I have a Novell eDirectory that I'm storing employee information in. It's main use is to authenticate various web services like Moodle or Drupal. But I'm also using it as a backend for a new Employee Directory. I didn't see any point in duplicating the data anymore than it was already being duplicated. Plus, an employee directory sounds like exactly the kind of thing LDAP was made for.

I created entries for each office, then set up an attribute on each user that references the dn of the office entry for their office. The problem I have now is that each office likely has it's own phone number. Thus, employees who have more than one office (if they work at more than one campus, for example) have more than one phone number. Since phone numbers follow the employee, I can't just assign the number to the office entry. So, I need some way to say, "this phone number is for this office."

If this was a MySQL database, I'd just create a table that maps things however I want.

Is there a similar structure I could use in LDAP? Or method that's equivalent?

To give a detailed example of what I'm talking about here's a pseudo ldif of an employee entry:

dn: cn=user,ou=staff,dc=college,dc=edu
officedn: cn=DC107,ou=locations,dc=college,dc=edu
officedn: cn=MAIN222,ou=locations,dc=college,dc=edu
phone: 555-555-5555
phone: 111-111-1111
departmentdn: cn=it,ou=departments,ou=groups,dc=college,dc=edu
departmentdn: cn=math,ou=departments,ou=groups,dc=college,dc=edu
title: web systems admin
title: professor of discrete math

So, how would I relate: officedn: cn=DC107,ou=locations,dc=college,dc=edu to phone: 555-555-5555?

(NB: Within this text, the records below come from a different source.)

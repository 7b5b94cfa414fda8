//! Sky targets.

use serde::{Deserialize, Serialize};
use std::fmt;

use crate::error::{AppResult, ImagingError};

/// A named position on the sky, J-now.
#[derive(Clone, Debug, PartialEq, Serialize, Deserialize)]
pub struct Target {
    /// Object name, also used as the output folder
    pub name: String,
    /// Right ascension in hours, `[0, 24)`
    pub ra_hours: f64,
    /// Declination in degrees, `[-90, 90]`
    pub dec_degrees: f64,
}

impl Target {
    /// A validated target.
    pub fn new(name: impl Into<String>, ra_hours: f64, dec_degrees: f64) -> AppResult<Self> {
        let target = Self {
            name: name.into(),
            ra_hours,
            dec_degrees,
        };
        target.validate()?;
        Ok(target)
    }

    /// Reject empty names and coordinates off the sky.
    pub fn validate(&self) -> AppResult<()> {
        if self.name.trim().is_empty() {
            return Err(ImagingError::InvalidTarget("target name is empty".into()));
        }
        if !(0.0..24.0).contains(&self.ra_hours) {
            return Err(ImagingError::InvalidTarget(format!(
                "{}: RA {} h outside [0, 24)",
                self.name, self.ra_hours
            )));
        }
        if !(-90.0..=90.0).contains(&self.dec_degrees) {
            return Err(ImagingError::InvalidTarget(format!(
                "{}: Dec {} deg outside [-90, 90]",
                self.name, self.dec_degrees
            )));
        }
        Ok(())
    }
}

impl fmt::Display for Target {
    fn fmt(&self, f: &mut fmt::Formatter<'_>) -> fmt::Result {
        write!(
            f,
            "{} (RA {:.4}h, Dec {:+.3}°)",
            self.name, self.ra_hours, self.dec_degrees
        )
    }
}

Or officedn: cn=MAIN222,ou=locations,dc=college,dc=edu to phone: 111-111-1111?

Or departmentdn: cn=math,ou=departments,ou=groups,dc=college,dc=edu to title: professor of discrete math?

And so on...

Some notes, just in case they are relevant:

I created custom attributes for the office and department dn's using the DN syntax 1.3.6.1.4.1.1466.115.121.1.12.

Department entries have the objectClasses groupOfNames, nestedGroupAux, and Top.

Offices have the objectClasses: A custom objectClass containing the custom dn reference to their parent campus entry, ndsLoginProperties, organizationalPerson, Person, and Top.

User entries are the same as offices, plus posixAccount.

Is there any other information I should provide?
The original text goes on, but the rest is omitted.